What to produce — Copy whichever lines of the data hold the word "logging".

● ● ● ●

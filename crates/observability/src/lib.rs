//! Tracing and logging (shared setup).

pub use crate::tracing::{LogFormat, TracingConfig, try_init};

/// Initialize process-wide tracing/logging.
///
/// This is safe to call multiple times; subsequent calls become no-ops.
pub fn init(config: &TracingConfig) {
    tracing::init(config);
}

/// Tracing configuration (filters, formats).
pub mod tracing;
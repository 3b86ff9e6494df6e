//! Interactive menu shell over an in-memory [`Ledger`](ledgerbook_accounts::Ledger).

pub mod config;
pub mod shell;

pub use config::Config;
pub use shell::{Shell, ShellExit};
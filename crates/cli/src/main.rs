use clap::Parser;

use ledgerbook_accounts::Ledger;
use ledgerbook_cli::{Config, Shell, ShellExit};

fn main() -> anyhow::Result<()> {
    let config = Config::parse();
    ledgerbook_observability::init(&config.tracing());

    let stdin = std::io::stdin();
    let stdout = std::io::stdout();
    let mut shell = Shell::new(Ledger::new(), stdin.lock(), stdout.lock());

    match shell.run()? {
        ShellExit::Requested => tracing::info!("exit requested"),
        ShellExit::EndOfInput => tracing::info!("input closed"),
    }
    Ok(())
}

● ● ● ●

Output for this exercise —
//! Tracing and logging (shared setup).
/// Initialize process-wide tracing/logging.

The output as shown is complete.